« Il faut choisir entre l’Auxiliaire de Vie Scolaire et le chien d’assistance ». Cet ultimatum, c’est un élève myopathe au lycée parisien Victor Duruy qui l’a reçu de la direction de l’établissement, lors de la précédente année scolaire. Devant cette intransigeance, les parents ont fait le dos rond et renoncé à engager le combat pour que le chien d’assistance de leur fils soit accepté au lycée. Une renonciation à laquelle la famille Sibourg ne se résigne pas : le principal du collège Robert Doisneau à Châlons-sur-Saône (Saône-et-Loire) et l’Inspecteur de l’Éducation Nationale Adaptation Scolaire et Scolarisation des Elèves Handicapés (IEN ASH), Jean-Pierre Durozard, interdisent d’entrée le chien d’assistance de Jeanne Sibourg, une élève handicapée motrice qui se déplace en fauteuil roulant électrique. Les parents de l’adolescente rapportent les mots de l’IEN ASH lors d’une réunion de conciliation, le 13 octobre dernier : « Je me suis laissé avoir une fois, on m’a forcé à intégrer un chien d’assistance dans un collège, ça ne se reproduira jamais ! » La raison ? « Encore un caprice d’enfant handicapé que les parents veulent assouvir afin de se donner bonne conscience vis à vis du handicap de leur enfant », aurait asséné lors d’un entretien téléphonique l’IEN ASH aux parents, selon ces derniers.
Sauf que l’article 54 de la loi du 11 février 2005 est clair : « L’accès aux transports, aux lieux ouverts au public, ainsi qu’à ceux permettant une activité professionnelle, formatrice ou éducative est autorisé aux chiens guides d’aveugle ou d’assistance accompagnant les personnes titulaires de la carte d’invalidité ». L’infraction à cette disposition légale est punie d’une amende de 3e classe, soit de 45 à 450€. Une disposition que n’ignore pas l’Inspecteur d’Académie, François-Marie Perrin, supérieur hiérarchique de l’IEN ASH : « L’IEN ASH n’a pas compétence pour se prononcer sur ce sujet, ni pour proposer, ni pour s’opposer. » Mais l’Inspecteur d’Académie (nouvellement appelé Directeur des services départementaux de l’Education nationale, DASEN) entend respecter la loi à sa manière : « J’ai donné un avis favorable à l’entrée du chien d’assistance au collège Robert Doisneau. Le médecin de la Maison Départementale des Personnes Handicapées doit donner son avis. Le chien doit être prescrit par la MDPH, qui doit se prononcer sur son bien-fondé. J’ai besoin de savoir si ce chien d’accompagnement est nécessaire. » Or, cette formalité n’est pas prévue par les textes, la MDPH n’ayant aucune compétence en matière d’attribution d’animal d’assistance dont l’éducation et la remise gratuite sont du ressort et de la responsabilité exclusives d’associations agréées.
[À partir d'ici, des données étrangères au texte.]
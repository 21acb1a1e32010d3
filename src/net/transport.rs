//! HTTP and navigation seams used by the API client.
//!
//! Client-side (hydrate): real HTTP via `gloo-net` and full-page navigation
//! via `window.location`.
//! Server-side (SSR): sends fail with [`ApiError::Unavailable`] and navigation
//! is a no-op, since neither is meaningful during a server render pass.

#![allow(clippy::unused_async)]

use super::api::ApiError;

/// HTTP verbs used by the backend endpoints.
#[derive(Clone, Copy, Debug, PartialEq, Eq)]
pub enum Method {
    Get,
    Post,
    Put,
    Delete,
}

/// A fully resolved outgoing request.
#[derive(Clone, Debug, PartialEq, Eq)]
pub struct HttpRequest {
    pub method: Method,
    pub url: String,
    pub headers: Vec<(String, String)>,
    pub body: Option<String>,
}

impl HttpRequest {
    /// First header value matching `name` case-insensitively.
    pub fn header(&self, name: &str) -> Option<&str> {
        self.headers
            .iter()
            .find(|(k, _)| k.eq_ignore_ascii_case(name))
            .map(|(_, v)| v.as_str())
    }
}

/// Status code and raw body text of a response.
#[derive(Clone, Debug, PartialEq, Eq)]
pub struct HttpResponse {
    pub status: u16,
    pub body: String,
}

/// Sends one request and returns the raw response. Enables mocking in tests.
#[async_trait::async_trait(?Send)]
pub trait Transport: Send + Sync {
    /// # Errors
    ///
    /// Returns [`ApiError::Network`] when no response was received.
    async fn send(&self, request: HttpRequest) -> Result<HttpResponse, ApiError>;
}

/// Moves the browser to another route.
pub trait Navigator: Send + Sync {
    fn navigate(&self, route: &str);
}

/// `gloo-net` transport in the browser build.
#[derive(Clone, Copy, Debug, Default)]
pub struct BrowserTransport;

#[async_trait::async_trait(?Send)]
impl Transport for BrowserTransport {
    async fn send(&self, request: HttpRequest) -> Result<HttpResponse, ApiError> {
        #[cfg(feature = "hydrate")]
        {
            use gloo_net::http::Request;

            let mut builder = match request.method {
                Method::Get => Request::get(&request.url),
                Method::Post => Request::post(&request.url),
                Method::Put => Request::put(&request.url),
                Method::Delete => Request::delete(&request.url),
            };
            for (name, value) in &request.headers {
                builder = builder.header(name, value);
            }
            let built = match request.body {
                Some(body) => builder.body(body),
                None => builder.build(),
            }
            .map_err(|e| ApiError::Network(e.to_string()))?;

            let resp = built.send().await.map_err(|e| ApiError::Network(e.to_string()))?;
            let status = resp.status();
            let body = resp.text().await.map_err(|e| ApiError::Network(e.to_string()))?;
            Ok(HttpResponse { status, body })
        }
        #[cfg(not(feature = "hydrate"))]
        {
            let _ = request;
            Err(ApiError::Unavailable)
        }
    }
}

/// Full-page navigation through `window.location`.
#[derive(Clone, Copy, Debug, Default)]
pub struct LocationNavigator;

impl Navigator for LocationNavigator {
    fn navigate(&self, route: &str) {
        #[cfg(feature = "hydrate")]
        {
            if let Some(window) = web_sys::window() {
                let _ = window.location().set_href(route);
            }
        }
        #[cfg(not(feature = "hydrate"))]
        {
            let _ = route;
        }
    }
}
MDPH impliquée, chien sous tutelle.
Une formalité illégale que la MDPH accepte toutefois d’instruire : « L’équipe pluridisciplinaire de la MDPH doit étudier le besoin d’accompagnement par un chien d’assistance, » explique Agnès Jaegle-Barruol, directrice de la Maison départementale de l’autonomie de Saône-et-Loire. Ce qu’elle a fait en donnant le 29 novembre dernier un avis favorable à l’aide animalière dans le cadre du Projet Personnalisé de Scolarisation de Jeanne Sibourg. Une décision qu’elle n’avait pourtant pas à prendre, comme le confirme la porte-parole de la ministre déléguée aux personnes handicapées : « La reconnaissance des chiens guides et chiens d’assistance comme facteur d’autonomie et de mobilité, et le principe de leur accès à tous les lieux où son maître est appelé à se rendre, ne suscite pas de débat. Il est de notre devoir de rappeler à chacun le comportement respectueux qu’il doit avoir à l’égard des personnes handicapées, la dignité qu’il doit leur reconnaître pour leur permettre tout simplement de faire valoir leur droit à une vie sociale, à une intégration parfaite dans la société au quotidien. »
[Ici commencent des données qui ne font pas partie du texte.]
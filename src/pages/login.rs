//! Login page: email + password against `/auth/login`.

#[cfg(test)]
#[path = "login_test.rs"]
mod login_test;

use leptos::prelude::*;
use leptos_router::NavigateOptions;
use leptos_router::hooks::use_navigate;

use crate::config::{HOME_ROUTE, SIGNUP_ROUTE};
use crate::net::api::ApiClient;

/// Trim the email and require both fields.
fn validate_login_input(email: &str, password: &str) -> Result<(String, String), &'static str> {
    let email = email.trim();
    if email.is_empty() || password.is_empty() {
        return Err("Enter both email and password.");
    }
    Ok((email.to_owned(), password.to_owned()))
}

#[component]
pub fn LoginPage() -> impl IntoView {
    let client = expect_context::<ApiClient>();
    let navigate = use_navigate();
    let email = RwSignal::new(String::new());
    let password = RwSignal::new(String::new());
    let info = RwSignal::new(String::new());
    let busy = RwSignal::new(false);

    let on_submit = move |ev: leptos::ev::SubmitEvent| {
        ev.prevent_default();
        if busy.get_untracked() {
            return;
        }
        let (email_value, password_value) = match validate_login_input(&email.get_untracked(), &password.get_untracked()) {
            Ok(pair) => pair,
            Err(msg) => {
                info.set(msg.to_owned());
                return;
            }
        };
        busy.set(true);
        info.set("Signing in...".to_owned());

        let client = client.clone();
        let navigate = navigate.clone();
        leptos::task::spawn_local(async move {
            match client.login(&email_value, &password_value).await {
                Ok(_) => {
                    busy.set(false);
                    navigate(HOME_ROUTE, NavigateOptions::default());
                }
                Err(e) => {
                    log::error!("login failed: {e}");
                    info.set(format!("Login failed: {e}"));
                    busy.set(false);
                }
            }
        });
    };

    view! {
        <div class="login-page">
            <form class="login-card" on:submit=on_submit>
                <h1>"Login"</h1>
                <label class="login-label">
                    "Email"
                    <input
                        class="login-input"
                        type="email"
                        required=true
                        placeholder="you@hospital.org"
                        prop:value=move || email.get()
                        on:input=move |ev| email.set(event_target_value(&ev))
                    />
                </label>
                <label class="login-label">
                    "Password"
                    <input
                        class="login-input"
                        type="password"
                        required=true
                        prop:value=move || password.get()
                        on:input=move |ev| password.set(event_target_value(&ev))
                    />
                </label>
                <button class="login-button" type="submit" disabled=move || busy.get()>
                    {move || if busy.get() { "Signing in..." } else { "Login" }}
                </button>
                <Show when=move || !info.get().is_empty()>
                    <p class="login-message">{move || info.get()}</p>
                </Show>
                <p class="login-card__footer">
                    "Don't have an account? "
                    <a href=SIGNUP_ROUTE>"Sign up"</a>
                </p>
            </form>
        </div>
    }
}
Bien évidemment, l’entrée d’un chien-guide ou d’assistance dans un établissement scolaire n’est pas simple, elle nécessite des mesures préalables pour que tout se passe bien en classe, dans les couloirs, à la récréation ou la cantine. Ce qu’a parfaitement décrit un Inspecteur ASH dans une note rédigée en mars 2012 pour répondre au questionnement d’une enseignante, et remise à la cellule Aide Handicap Ecole : « Le refus par le Proviseur d’un établissement n’est pas envisageable. Ne pouvant dire non, il est illusoire d’attendre un feu vert du rectorat […] Concernant la présence du chien, elle est de fait […] Concernant l’éventualité d’un accord du Conseil d’Administration à solliciter, cela n’est pas concevable ». Cet Inspecteur de l’Éducation Nationale précise que le règlement intérieur doit être adapté en conséquence, qu’il convient de prévoir des points d’eau pour que le chien s’abreuve, « organiser et institutionnaliser sa présence […] prévoir des limitations et interdictions opposables aux autres élèves qui ne devront pas se comporter n’importe comment quand le chien assurera sa mission ». Toutes propositions de bon sens, pour régler la vie scolaire en tenant compte du chien d’assistance dont la présence contribue également à l’éducation des élèves aux handicaps, ce que relève aussi cet IEN ASH.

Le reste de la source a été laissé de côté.